Temer é aconselhado a manter tucanos no governo


O Globo - Amada Almeida

A despeito da pressão de ala do governo para que Michel Temer substitua ministros do PSDB, o presidente tem sido aconselhado a não expulsar os tucanos, que continuam ameaçando desembarcar completamente do governo. "Ter apenas o 'centrão' como aliado seria a desmoralização final do presidente", diz um aliado do alto escalão.
 
A pressão contra os tucanos vem justamente do centrão.
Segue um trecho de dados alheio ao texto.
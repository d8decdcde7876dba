use anyhow::{Context, Result};
use chrono::{DateTime, Duration, Utc};
use std::collections::HashMap;
use std::path::{Path, PathBuf};

use super::types::{Credential, Role, SessionCredentialSet};

/// Write-through cache of the session credential set: a JSON file plus an in-process map
/// keyed by role.
#[derive(Debug)]
pub struct SessionCache {
    path: PathBuf,
    ttl: Duration,
    memory: HashMap<Role, Credential>,
    session_id: Option<String>,
}

impl SessionCache {
    pub fn new(path: impl Into<PathBuf>, ttl: Duration) -> Self {
        Self {
            path: path.into(),
            ttl,
            memory: HashMap::new(),
            session_id: None,
        }
    }

    pub fn path(&self) -> &Path {
        &self.path
    }

    pub fn ttl(&self) -> Duration {
        self.ttl
    }

    /// In-memory set, when both roles are present and still within the TTL
    pub fn current(&self, now: DateTime<Utc>) -> Option<SessionCredentialSet> {
        let set = SessionCredentialSet {
            privileged: self.memory.get(&Role::Admin)?.clone(),
            standard: self.memory.get(&Role::User)?.clone(),
            session_id: self.session_id.clone()?,
        };
        set.is_valid(now, self.ttl).then_some(set)
    }

    /// Read the backing file without any validity check
    pub fn read_file(&self) -> Result<SessionCredentialSet> {
        let content = std::fs::read_to_string(&self.path)
            .with_context(|| format!("Failed to read {}", self.path.display()))?;
        serde_json::from_str(&content)
            .with_context(|| format!("Failed to parse {}", self.path.display()))
    }

    /// Load the backing file if it holds a set within the TTL.
    ///
    /// A stale, malformed or unreadable file is deleted and treated as a miss.
    pub fn load_valid(&mut self, now: DateTime<Utc>) -> Option<SessionCredentialSet> {
        if !self.path.exists() {
            return None;
        }

        match self.read_file() {
            Ok(set) if set.is_valid(now, self.ttl) => {
                log::info!(
                    "Reusing session credentials ({}min old)",
                    set.privileged.age(now).num_minutes()
                );
                self.mirror(&set);
                Some(set)
            }
            Ok(set) => {
                log::info!(
                    "Session credentials expired ({}min >= {}min), creating new ones",
                    set.privileged.age(now).num_minutes(),
                    self.ttl.num_minutes()
                );
                self.remove_file();
                None
            }
            Err(e) => {
                log::warn!("Discarding unreadable credential file: {:#}", e);
                self.remove_file();
                None
            }
        }
    }

    /// Persist the set and mirror it into memory. A failed write keeps the set in memory.
    pub fn store(&mut self, set: &SessionCredentialSet) {
        self.mirror(set);
        if let Err(e) = self.write_file(set) {
            log::warn!("Failed to save session credentials: {:#}", e);
        }
    }

    /// Swap one role's credential and persist the resulting set
    pub fn replace(&mut self, role: Role, credential: Credential) {
        self.memory.insert(role, credential);

        let set = match (
            self.memory.get(&Role::Admin),
            self.memory.get(&Role::User),
            self.session_id.as_ref(),
        ) {
            (Some(privileged), Some(standard), Some(session_id)) => SessionCredentialSet {
                privileged: privileged.clone(),
                standard: standard.clone(),
                session_id: session_id.clone(),
            },
            _ => return,
        };

        if let Err(e) = self.write_file(&set) {
            log::warn!("Failed to save session credentials: {:#}", e);
        }
    }

    /// Drop one role and delete the backing file, so a rejected credential is never reloaded.
    /// `replace` writes the file again once both roles are present.
    pub fn invalidate(&mut self, role: Role) {
        self.memory.remove(&role);
        self.remove_file();
    }

    /// Drop the in-memory set and delete the backing file
    pub fn clear(&mut self) {
        self.memory.clear();
        self.session_id = None;
        self.remove_file();
    }

    fn mirror(&mut self, set: &SessionCredentialSet) {
        self.memory.insert(Role::Admin, set.privileged.clone());
        self.memory.insert(Role::User, set.standard.clone());
        self.session_id = Some(set.session_id.clone());
    }

    fn write_file(&self, set: &SessionCredentialSet) -> Result<()> {
        if let Some(parent) = self.path.parent() {
            if !parent.as_os_str().is_empty() {
                std::fs::create_dir_all(parent)?;
            }
        }
        let json = serde_json::to_string_pretty(set)?;
        std::fs::write(&self.path, json)
            .with_context(|| format!("Failed to write {}", self.path.display()))?;
        log::debug!("Session credentials saved to {}", self.path.display());
        Ok(())
    }

    fn remove_file(&self) {
        if let Err(e) = std::fs::remove_file(&self.path) {
            if e.kind() != std::io::ErrorKind::NotFound {
                log::warn!("Failed to delete {}: {}", self.path.display(), e);
            }
        }
    }
}

#[cfg(test)]
mod tests {
    use super::*;
    use crate::credentials::types::fixtures;

    fn cache_in(dir: &tempfile::TempDir) -> SessionCache {
        SessionCache::new(
            dir.path().join("fixtures").join("session-credentials.json"),
            Duration::minutes(30),
        )
    }

    #[test]
    fn test_store_then_load() {
        let dir = tempfile::tempdir().unwrap();
        let now = Utc::now();
        let set = fixtures::set(now);

        let mut cache = cache_in(&dir);
        cache.store(&set);
        assert!(cache.path().exists());
        assert_eq!(cache.current(now), Some(set.clone()));

        let mut fresh = cache_in(&dir);
        assert!(fresh.current(now).is_none());
        assert_eq!(fresh.load_valid(now + Duration::minutes(10)), Some(set.clone()));
        assert_eq!(fresh.current(now), Some(set));
    }

    #[test]
    fn test_stale_file_is_deleted() {
        let dir = tempfile::tempdir().unwrap();
        let issued = Utc::now() - Duration::minutes(31);

        let mut cache = cache_in(&dir);
        cache.store(&fixtures::set(issued));

        let mut fresh = cache_in(&dir);
        assert!(fresh.load_valid(Utc::now()).is_none());
        assert!(!fresh.path().exists());
    }

    #[test]
    fn test_malformed_file_is_deleted() {
        let dir = tempfile::tempdir().unwrap();
        let mut cache = cache_in(&dir);
        std::fs::create_dir_all(cache.path().parent().unwrap()).unwrap();
        std::fs::write(cache.path(), "{ not json").unwrap();

        assert!(cache.load_valid(Utc::now()).is_none());
        assert!(!cache.path().exists());
    }

    #[test]
    fn test_replace_and_invalidate() {
        let dir = tempfile::tempdir().unwrap();
        let now = Utc::now();
        let mut cache = cache_in(&dir);
        cache.store(&fixtures::set(now));

        cache.invalidate(Role::User);
        assert!(cache.current(now).is_none());
        assert!(!cache.path().exists());
        assert!(cache_in(&dir).load_valid(now).is_none());

        let mut replacement = fixtures::credential(Role::User, now);
        replacement.email = "replacement@example.com".to_string();
        cache.replace(Role::User, replacement);

        let on_disk = cache.read_file().unwrap();
        assert_eq!(on_disk.standard.email, "replacement@example.com");
        assert_eq!(
            cache.current(now).unwrap().standard.email,
            "replacement@example.com"
        );
    }

    #[test]
    fn test_clear_removes_file() {
        let dir = tempfile::tempdir().unwrap();
        let now = Utc::now();
        let mut cache = cache_in(&dir);
        cache.store(&fixtures::set(now));

        cache.clear();
        assert!(cache.current(now).is_none());
        assert!(!cache.path().exists());
    }
}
Parlamentares de partidos como PR, PP e PSD alegam que, com os constantes ataques disparados ao governo e reuniões para decidir sobre a permanência na base, o PSDB não deveria ter tanto espaço na Esplanada.
 
Hoje, o PSDB está à frente de quatro ministérios: Antonio Imbassahy (Governo), Bruno Araújo (Cidades), Luislinda Valois (Direitos Humanos) e Aloysio Nunes Ferreira (Relações Internacionais).
 
A defesa de líderes do centrão é que, diante das ameaças de saída da base, Temer se antecipe e ele próprio substitua os ministros tucanos. Alegam que a base ficará mais enxuta, sem os 46 deputados do PSDB, mas ficará mais fiel.
 
Para outra ala do governo, no entanto, a expulsão dos tucanos é um erro estratégico. "O PSDB é um grande partido. Tem crédito. Não é hora de abrir mão de capital político", diz um dos aliados.